病院で測定した時には、身長は63cmで体重が6.9kgでしたので、順調に体
重も増えていましたので安心しました。ですから標準よりも大きくはないですが、心配するほど小さいということでもないようです。

 そしてこの6ヶ月目には、さらに目に見えて大きな成長の跡が出て来ました。それは下の前歯が、2本小さい・白いのがうっすらと生え始めたことです。この下の歯が生え始めたこの月というのは、思えば今までで一番変化の激しい第一歩だったようです。

 歯が生え始めるとむずがゆいらしく、自分の指だけでは物足りないのか、とにかく目の前にあるあらゆるものを口に運ぼうとします。そして何回も噛んで・噛んでその感触を味わうのが好きのようです。

 市販されている柔らかいゴムのようなものも与えましたが、すぐそれにも飽きて毛布・新聞紙・雑誌・風船・ウチワ・リモコンのスイツチ・ビニール袋・縫いぐるみなどを口に入れてしまいますので、最近は危なくなって来ました。

 子供が良くタバコの吸殻などを口に入れる事故がありますが、本当に目を離せません。幸い春さんはタバコは吸いませんが、口に入れて飲み込むような小さいものは、赤ちゃんのそばに置かないよう気を付けるようになりました。

 最近一番の好物(?)が、電話機と電気コードです。この二つには異常な好奇心を示します。電話機が好きなのか、その長い線が好きなのか良く分かりませんが、電気コードも同じように興味を示しますので、赤ちゃんにとっては恐らく長いものが興味を惹くのでしょう。

 電話機に興味を持ち始めてから何と、ハイハイの第一歩が始まりました。今までは寝返りだけで、カニのように横だけに移動していましたが、今度は目の前にある電話機に少しでも近づこうと腰を上げ、両手を動かしてその目標に近づこうと縦に動こうと必死に頑張っています。でもまだ一歩しか進めません。

 さらにまた人見知りも激しくなり、知らない人から抱かれると火が点いたように泣くようになりました。このことは身近な人の顔と、そうでない人の顔の区別が付き始めた証拠でしょう。
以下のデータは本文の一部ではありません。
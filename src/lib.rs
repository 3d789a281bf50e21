//! Data-loss-prevention decision engine.
//!
//! Two independent paths:
//! - [`detect`]: regex and heuristic detection of structured PII, with masking.
//! - [`service::DlpService::decide_similarity`]: nearest-neighbor similarity of
//!   a text against an indexed corpus of sensitive documents, bucketed into
//!   risk bands and rendered as ALLOW / HOLD_FOR_REVIEW / BLOCK.

pub mod cli;
pub mod config;
pub mod decision;
pub mod detect;
pub mod embed;
pub mod error;
pub mod extract;
pub mod search;
pub mod service;
pub mod similarity;
pub mod storage;

pub use error::{DlpError, Result};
だんだんと赤ちゃんの記憶の中に、両親の顔がしっかりと刻まれてきたのでしょうか。そのせいか以前は「イナイイナイ、バー」をしてもキョトン?とした顔をしていましたが、今はケタケタと笑い出します。

 私の赤ちゃんの場合、半年経ったこの時期の特徴としては全体的に感情表現が豊かになり、自分の好き嫌いを強く主張するようになりました。ミルクや離乳食を与えても2〜3分もすると、(イヤイヤ)と首を横に振り、もう要らないというジェスチャーをして強く拒絶します。それと併行して、寂しい時や自分の要求が満たされない時には激しく泣きます。嬉しい時にはまた激しく笑い、その喜怒の落差が大きくなり始めたと思います。

 ですから以前は離乳食を無理に与えても一応全部は飲み干していましたが、最近は首を横に振るとそのまま口を開けないので、5ヶ月目の時よりも食べる量が減って来ましたので、心配になってお医者さんの所に行きました。

 すると身長は前月とあまり変わりませんでしたが、体重がやはり300g減っていたのです。お医者さんに相談すると、「今までのただ起きてミルクを飲み、寝て過ごすだけの世界から、この時期はいろんなことに興味を持ち始めて来るので、食べる量が減ることもあるが全然心配ない。」と言われるので、一応シロツプだけもらって来ました。

 今ようやく6ヶ月を過ぎてもう少しで7ヶ月目に入ります。まだまだ安心も出来ず、さらにこれからがますます手が掛るのでしょうが、今のところは大きい病気もせずに成長してくれていますので、それでいいと思います。またこれからの続きも明るく、嬉しい成長の記録をみなさんに届けたいなあと思います。